[Collected data entries]
::::::::::

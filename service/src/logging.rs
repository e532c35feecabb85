use crate::config::Config;
use log::{LevelFilter, SetLoggerError};
use simplelog::{ColorChoice, ConfigBuilder, TermLogger, TerminalMode};

/// Crates whose output drowns the request and pipeline logs. They are silenced unless
/// the level is Trace. Provider traffic (reqwest, rustls) is polled every few seconds
/// while a transcription is queued.
const NOISY_DEPENDENCIES: &[&str] = &[
    "sqlx",
    "sea_orm",
    "sea_orm_migration",
    "tower",
    "tower_sessions",
    "tracing",
    "hyper",
    "hyper_util",
    "axum",
    "reqwest",
    "rustls",
];

pub struct Logger {}

impl Logger {
    /// Installs the global terminal logger at the level configured by `LOG_LEVEL_FILTER`.
    pub fn init_logger(config: &Config) -> Result<(), SetLoggerError> {
        let level = config.log_level_filter;
        TermLogger::init(
            level,
            Self::build_log_config(Self::ignored_modules(level)),
            TerminalMode::Mixed,
            ColorChoice::Auto,
        )
    }

    fn ignored_modules(level: LevelFilter) -> &'static [&'static str] {
        if level == LevelFilter::Trace {
            &[]
        } else {
            NOISY_DEPENDENCIES
        }
    }

    fn build_log_config(ignored_modules: &[&'static str]) -> simplelog::Config {
        let mut builder = ConfigBuilder::new();
        builder
            .set_time_format_rfc3339()
            .set_target_level(LevelFilter::Error)
            .set_thread_level(LevelFilter::Off);

        for module in ignored_modules {
            builder.add_filter_ignore_str(module);
        }

        builder.build()
    }
}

::::::::::

- What you are asked to do
Go through the records above and copy every line with the word "Trace".

- Answer
/// the level is Trace. Provider traffic (reqwest, rustls) is polled every few seconds
        if level == LevelFilter::Trace {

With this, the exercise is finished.